▸ Task instructions
Where does the word "reason" show up in the data? Please find each such line and copy it.

▸ Data supplied
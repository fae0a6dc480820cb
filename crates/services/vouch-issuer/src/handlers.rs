use axum::{
    extract::{rejection::JsonRejection, State},
    Extension, Json,
};
use chrono::Utc;
use std::sync::Arc;
use tracing::{info, warn};
use vouch_identity::{
    token, CredentialBuilder, CredentialError, KeyPair, KeyType, Resolver, Verifier,
};

use crate::config::{ConfigError, IssuerConfig, Offering};
use crate::error::ApiError;
use crate::models::*;

/// Shared, read-only state of a running issuer.
#[derive(Clone)]
pub struct AppState {
    pub name: Arc<str>,
    pub issuer: Arc<KeyPair>,
    pub verifier: Verifier,
}

impl AppState {
    pub fn new(name: impl Into<Arc<str>>, issuer: KeyPair, verifier: Verifier) -> Self {
        Self {
            name: name.into(),
            issuer: Arc::new(issuer),
            verifier,
        }
    }

    /// Build state from configuration, generating a throwaway key if no secret is set.
    pub fn from_config(config: &IssuerConfig) -> Result<Self, ConfigError> {
        let options = config.verifier_options()?;
        let issuer = match config.secret.as_deref() {
            Some(secret) => KeyPair::from_hex(KeyType::Secp256k1, secret)?,
            None => {
                warn!("No issuer secret configured; generating an ephemeral key");
                KeyPair::generate()
            }
        };
        let verifier = Verifier::new(Arc::new(Resolver::default())).with_options(options);
        Ok(Self::new(config.name.as_str(), issuer, verifier))
    }
}

// GET /
pub async fn root_handler(State(state): State<AppState>) -> String {
    format!("{} is running. Issuer DID: {}", state.name, state.issuer.did)
}

// GET /health
#[utoipa::path(
    get,
    path = "/health",
    responses(
        (status = 200, description = "Service is healthy", body = HealthResponse)
    )
)]
pub async fn health_check_handler(State(state): State<AppState>) -> Json<HealthResponse> {
    Json(HealthResponse {
        status: "ok".to_string(),
        issuer: state.issuer.did.to_string(),
    })
}

// POST <offering.path>
#[utoipa::path(
    post,
    path = "/issue-vc",
    request_body = IssueRequest,
    responses(
        (status = 200, description = "Signed VC-JWT", body = String, content_type = "text/plain"),
        (status = 400, description = "Missing or undecodable subject DID", body = ErrorBody,
            example = json!({ "error": "request body must contain \"did\"" }))
    )
)]
pub async fn issue_credential_handler(
    State(state): State<AppState>,
    Extension(offering): Extension<Arc<Offering>>,
    payload: Result<Json<IssueRequest>, JsonRejection>,
) -> Result<String, ApiError> {
    let Json(request) = payload.map_err(|e| ApiError::BadRequest(e.body_text()))?;
    let subject = request
        .did
        .filter(|did| !did.trim().is_empty())
        .ok_or_else(|| ApiError::BadRequest("request body must contain \"did\"".to_string()))?;
    info!(path = %offering.path, subject = %subject, "Credential requested");

    let issued_at = Utc::now();
    let mut builder = CredentialBuilder::new(
        state.issuer.did.as_str(),
        subject,
        &offering.claim_type,
        offering.claim_body(),
        issued_at,
    )
    .credential_type(&offering.credential_type);
    if let Some(secs) = offering.expires_in_secs {
        builder = builder.expires_in(secs);
    }

    let credential = builder.build().map_err(|e| match e {
        e @ CredentialError::InvalidIdentifier { .. } => ApiError::BadRequest(e.to_string()),
        e => ApiError::InternalServerError(e.to_string()),
    })?;
    let jwt = token::issue(&credential, state.issuer.as_ref())
        .map_err(|e| ApiError::InternalServerError(e.to_string()))?;

    info!(
        path = %offering.path,
        credential_type = %offering.credential_type,
        "Credential issued"
    );
    Ok(jwt)
}

// POST /verify
#[utoipa::path(
    post,
    path = "/verify",
    request_body = VerifyRequest,
    responses(
        (status = 200, description = "Token verified", body = VerifyResponse),
        (status = 400, description = "Malformed token", body = ErrorBody),
        (status = 401, description = "Bad signature or outside validity window", body = ErrorBody,
            example = json!({ "error": "signature is invalid: signature does not match", "reason": "signature_invalid" })),
        (status = 422, description = "Issuer cannot be resolved or algorithm unsupported", body = ErrorBody)
    )
)]
pub async fn verify_handler(
    State(state): State<AppState>,
    payload: Result<Json<VerifyRequest>, JsonRejection>,
) -> Result<Json<VerifyResponse>, ApiError> {
    let Json(request) = payload.map_err(|e| ApiError::BadRequest(e.body_text()))?;
    let jwt = request
        .token
        .ok_or_else(|| ApiError::BadRequest("request body must contain \"token\"".to_string()))?;

    let verified = state.verifier.verify(&jwt).map_err(|err| {
        warn!(reason = err.reason(), "Rejected token: {}", err);
        ApiError::from(err)
    })?;

    let credential = verified.credential;
    Ok(Json(VerifyResponse {
        issuer: credential.issuer.to_string(),
        subject: credential.credential_subject.id.to_string(),
        credential,
    }))
}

▸ Task response
            example = json!({ "error": "signature is invalid: signature does not match", "reason": "signature_invalid" })),
        warn!(reason = err.reason(), "Rejected token: {}", err);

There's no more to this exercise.